» **WORK INSTRUCTIONS**
Once you find the line with "Delay before retry" in the entries below, return exactly every line from it through the line with "if attempt == 0".

» **DATASET EXTRACT**
※ ※ ※

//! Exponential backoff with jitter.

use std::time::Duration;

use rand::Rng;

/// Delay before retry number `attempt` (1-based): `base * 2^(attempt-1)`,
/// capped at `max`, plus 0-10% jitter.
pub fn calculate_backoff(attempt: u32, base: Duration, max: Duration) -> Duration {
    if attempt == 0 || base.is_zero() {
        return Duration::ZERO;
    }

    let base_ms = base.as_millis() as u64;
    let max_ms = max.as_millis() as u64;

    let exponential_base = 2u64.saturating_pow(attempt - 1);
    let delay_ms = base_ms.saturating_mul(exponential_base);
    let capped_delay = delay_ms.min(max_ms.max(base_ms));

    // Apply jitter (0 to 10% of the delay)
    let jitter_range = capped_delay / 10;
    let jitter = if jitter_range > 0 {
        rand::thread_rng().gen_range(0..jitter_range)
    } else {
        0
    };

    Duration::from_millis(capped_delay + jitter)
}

※ ※ ※

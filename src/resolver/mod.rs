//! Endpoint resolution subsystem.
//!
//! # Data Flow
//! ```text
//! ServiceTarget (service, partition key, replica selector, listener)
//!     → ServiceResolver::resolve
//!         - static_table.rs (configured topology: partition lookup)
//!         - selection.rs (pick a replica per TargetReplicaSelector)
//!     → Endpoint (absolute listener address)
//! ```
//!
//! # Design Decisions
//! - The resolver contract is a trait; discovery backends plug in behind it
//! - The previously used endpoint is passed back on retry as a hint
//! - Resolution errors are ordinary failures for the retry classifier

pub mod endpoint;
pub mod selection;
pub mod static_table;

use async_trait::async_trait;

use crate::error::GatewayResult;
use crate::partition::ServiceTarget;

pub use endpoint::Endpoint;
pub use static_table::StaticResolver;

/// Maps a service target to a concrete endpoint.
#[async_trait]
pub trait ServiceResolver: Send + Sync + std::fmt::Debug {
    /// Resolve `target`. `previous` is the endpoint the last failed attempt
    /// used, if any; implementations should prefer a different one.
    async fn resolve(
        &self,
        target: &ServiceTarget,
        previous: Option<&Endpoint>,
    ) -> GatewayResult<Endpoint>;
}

※ ※ ※

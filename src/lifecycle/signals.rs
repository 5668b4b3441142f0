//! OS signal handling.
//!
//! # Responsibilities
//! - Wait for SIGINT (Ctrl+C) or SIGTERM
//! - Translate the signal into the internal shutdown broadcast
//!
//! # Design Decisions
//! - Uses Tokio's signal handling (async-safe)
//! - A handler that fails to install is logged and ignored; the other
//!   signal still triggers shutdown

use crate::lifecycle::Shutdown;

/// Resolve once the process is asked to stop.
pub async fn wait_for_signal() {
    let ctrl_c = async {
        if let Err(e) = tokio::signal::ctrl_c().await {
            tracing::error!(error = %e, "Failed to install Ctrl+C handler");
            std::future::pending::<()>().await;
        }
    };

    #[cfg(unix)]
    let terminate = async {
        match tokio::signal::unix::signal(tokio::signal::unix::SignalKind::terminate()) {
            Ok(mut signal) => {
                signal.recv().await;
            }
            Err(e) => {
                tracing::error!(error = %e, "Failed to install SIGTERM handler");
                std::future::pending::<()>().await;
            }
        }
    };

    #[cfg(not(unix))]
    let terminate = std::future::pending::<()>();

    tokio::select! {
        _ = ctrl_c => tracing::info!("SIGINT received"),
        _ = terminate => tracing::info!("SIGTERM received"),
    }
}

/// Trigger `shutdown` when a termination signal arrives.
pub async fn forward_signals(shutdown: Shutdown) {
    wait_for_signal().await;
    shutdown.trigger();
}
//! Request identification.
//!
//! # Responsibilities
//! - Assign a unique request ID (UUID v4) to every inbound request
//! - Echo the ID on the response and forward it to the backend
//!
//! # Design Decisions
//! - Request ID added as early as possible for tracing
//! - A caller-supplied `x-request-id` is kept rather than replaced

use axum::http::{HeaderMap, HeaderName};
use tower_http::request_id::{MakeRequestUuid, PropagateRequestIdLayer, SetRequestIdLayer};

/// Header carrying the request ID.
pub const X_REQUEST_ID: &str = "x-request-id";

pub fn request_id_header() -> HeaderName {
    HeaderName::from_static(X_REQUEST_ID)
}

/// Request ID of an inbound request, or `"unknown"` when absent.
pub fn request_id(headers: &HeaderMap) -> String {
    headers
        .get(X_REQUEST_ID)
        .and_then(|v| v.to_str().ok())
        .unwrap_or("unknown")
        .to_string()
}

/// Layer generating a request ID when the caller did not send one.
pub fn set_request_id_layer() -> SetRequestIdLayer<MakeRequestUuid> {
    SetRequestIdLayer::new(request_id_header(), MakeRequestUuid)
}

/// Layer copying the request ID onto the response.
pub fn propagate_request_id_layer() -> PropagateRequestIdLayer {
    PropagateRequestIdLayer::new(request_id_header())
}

※ ※ ※

» **EXERCISE OUTPUT**
/// Delay before retry number `attempt` (1-based): `base * 2^(attempt-1)`,
/// capped at `max`, plus 0-10% jitter.
pub fn calculate_backoff(attempt: u32, base: Duration, max: Duration) -> Duration {
    if attempt == 0 || base.is_zero() {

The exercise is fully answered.